A Justiça de São Paulo aceitou a denúncia do Ministério Público e tornou réu o piloto de avião preso sob a acusação de chefiar uma organização criminosa voltada à exploração sexual de crianças e adolescentes. A investigação aponta que as vítimas eram aliciadas com dinheiro, presentes e ajuda financeira às famílias.
Detalhes da prisão
O piloto Sérgio Antônio Lopes, de 60 anos, foi preso em fevereiro deste ano dentro de uma aeronave no Aeroporto de Congonhas, na zona sul de São Paulo, quando se preparava para operar o voo LA3900, da Latam, com destino ao Rio de Janeiro.
Posição da defesa
A advogada Claudia Apolonia Barboza, que representa o piloto, afirmou que a defesa não se manifestará, pois o processo corre em segredo de Justiça. "Temos limitações nas manifestações e vamos seguir os ditames legais", declarou no início da tarde desta segunda-feira (25).

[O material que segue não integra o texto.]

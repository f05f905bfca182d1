//! MQTT client behaviour across broker outages

#![allow(clippy::disallowed_methods)] // Test code - unwrap is acceptable

use std::sync::Arc;
use std::time::Duration;

use tokio::io::{AsyncReadExt, AsyncWriteExt};
use tokio::net::{TcpListener, TcpStream};
use tokio::time::timeout;
use tracing_test::traced_test;

use hmbridge::context::BridgeContext;
use hmbridge::dispatcher::Dispatcher;
use hmbridge::event::EventTranslator;
use hmbridge::filter::FilterSet;
use hmbridge::mqtt::{BusPublisher, MqttBus};
use hmbridge::xmlrpc::Value;

const CONNACK: [u8; 4] = [0x20, 0x02, 0x00, 0x00];

fn ctx() -> BridgeContext {
    BridgeContext::with_session_id("hmip", "http://10.0.0.2:3126", "hmbridge_test")
}

async fn read_packet(stream: &mut TcpStream) -> (u8, Vec<u8>) {
    let header = stream.read_u8().await.unwrap();
    let mut len = 0usize;
    let mut shift = 0;
    loop {
        let byte = stream.read_u8().await.unwrap();
        len |= usize::from(byte & 0x7f) << shift;
        if byte & 0x80 == 0 {
            break;
        }
        shift += 7;
    }
    let mut body = vec![0; len];
    stream.read_exact(&mut body).await.unwrap();
    (header >> 4, body)
}

/// Length-prefixed string at the start of `body`, and what follows it
fn split_string(body: &[u8]) -> (&str, &[u8]) {
    let len = usize::from(u16::from_be_bytes([body[0], body[1]]));
    (std::str::from_utf8(&body[2..2 + len]).unwrap(), &body[2 + len..])
}

#[tokio::test]
#[traced_test]
async fn test_events_are_answered_while_broker_is_unreachable() {
    let ctx = Arc::new(ctx());
    let (bus, _inbound) = MqttBus::connect("mqtt://127.0.0.1:1", &ctx).unwrap();
    let events = Arc::new(EventTranslator::new(ctx, FilterSet::default(), Arc::new(bus)));
    let dispatcher = Dispatcher::new(events);

    for i in 0..150 {
        let params = [
            Value::from("hmbridge_test"),
            Value::from(format!("DEV{:04}:1", i)),
            Value::from("STATE"),
            Value::Boolean(true),
        ];
        let reply = timeout(Duration::from_secs(3), dispatcher.dispatch("event", &params))
            .await
            .unwrap_or_else(|_| panic!("event #{} got no reply", i));
        assert_eq!(reply, Ok(Value::from("")));
    }

    // Request queue holds 100, the rest are dropped and logged
    assert!(logs_contain("mqtt > DEV0149:1.STATE"));
}

#[tokio::test]
async fn test_subscription_restored_after_queue_filled() {
    let listener = TcpListener::bind("127.0.0.1:0").await.unwrap();
    let url = format!("mqtt://127.0.0.1:{}", listener.local_addr().unwrap().port());
    let (bus, _inbound) = MqttBus::connect(&url, &ctx()).unwrap();

    let (mut socket, _) = timeout(Duration::from_secs(5), listener.accept())
        .await
        .unwrap()
        .unwrap();
    let (kind, _) = read_packet(&mut socket).await;
    assert_eq!(kind, 1); // CONNECT

    // CONNACK withheld, so nothing drains the request queue yet
    let mut rejected = 0;
    for i in 0..150 {
        let topic = format!("hmip/status/DEV{:04}/1/STATE", i);
        if bus.publish(&topic, "true".to_string(), true).await.is_err() {
            rejected += 1;
        }
    }
    assert_eq!(rejected, 50);
    assert!(!bus.is_connected());

    socket.write_all(&CONNACK).await.unwrap();

    let (subscribed, online) = timeout(Duration::from_secs(5), async {
        let mut subscribed = false;
        let mut online = false;
        while !(subscribed && online) {
            let (kind, body) = read_packet(&mut socket).await;
            match kind {
                3 => {
                    let (topic, payload) = split_string(&body);
                    online |= topic == "hmip/maintenance/_bridge/online" && payload == b"true";
                },
                8 => {
                    let (filter, _) = split_string(&body[2..]);
                    subscribed |= filter == "hmip/set/+/+/+";
                },
                _ => {},
            }
        }
        (subscribed, online)
    })
    .await
    .expect("subscribe and online announcement after reconnect");

    assert!(subscribed && online);
    assert!(bus.is_connected());
}

#[tokio::test]
async fn test_publish_fails_fast_when_queue_is_full() {
    let (bus, _inbound) = MqttBus::connect("mqtt://127.0.0.1:1", &ctx()).unwrap();

    for _ in 0..100 {
        let _ = bus.publish("hmip/status/A/1/X", "1".to_string(), true).await;
    }
    let result = timeout(
        Duration::from_millis(500),
        bus.publish("hmip/status/A/1/X", "1".to_string(), true),
    )
    .await
    .unwrap();
    assert!(result.is_err());
}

Em abril, ela disse acreditar na sensibilidade do Judiciário em "adequar suas condutas e desconstruir uma imagem de monstro que foi criada para promoções pessoais". A advogada também comentou que Lopes passou por uma cirurgia grave e por um tratamento que trouxe uma alteração sensível, química e comportamental, e que "isso explica muitas coisas".
Acusações
De acordo com a investigação, o piloto é suspeito de organização criminosa, estupro de vulnerável, favorecimento da exploração sexual de menor, divulgação de cena de pornografia, produção, armazenamento e compartilhamento de pornografia infantil, aliciamento de crianças, venda de material pornográfico infantil, falsa identidade, coação no curso do processo, maus-tratos e favorecimento da prostituição.
Início da apuração
A apuração começou em outubro de 2025, após uma das vítimas, já maior de idade, procurar a polícia. Segundo a delegada Ivalda Aleixo, responsável pelo caso, as investigações identificaram um homem que produzia, armazenava e compartilhava material de pornografia infantil, além de ameaçar e abusar sexualmente das vítimas.
Modus operandi
Ainda segundo a delegada, uma das vítimas afirmou que o piloto tinha como alvo crianças e adolescentes, principalmente moradoras de bairros periféricos, que eram aliciadas com dinheiro para a produção de fotos, vídeos e encontros. As adolescentes também seriam induzidas a recrutar novas vítimas. No celular do piloto, os investigadores encontraram fotos e vídeos de diversas meninas.
Estrutura organizada
A Secretaria da Segurança Pública afirmou que as provas reunidas até o momento indicam uma estrutura organizada de exploração sexual infantil, "com indícios de habitualidade, divisão de funções e atuação coordenada entre os envolvidos".
Aliciamento de familiares
De acordo com a investigação, o piloto também aliciava mães e avós das vítimas e exigia fotos e vídeos das crianças. Segundo os investigadores, ele pagava aluguel, comprava medicamentos, presenteava as famílias com televisores e dava entre R$ 30 e R$ 100 aos responsáveis pelas vítimas após os encontros. A polícia também apura o uso de documentos falsos para entrar em motéis com adolescentes.
Demissão pela Latam
A Latam demitiu Lopes após tomar conhecimento das acusações.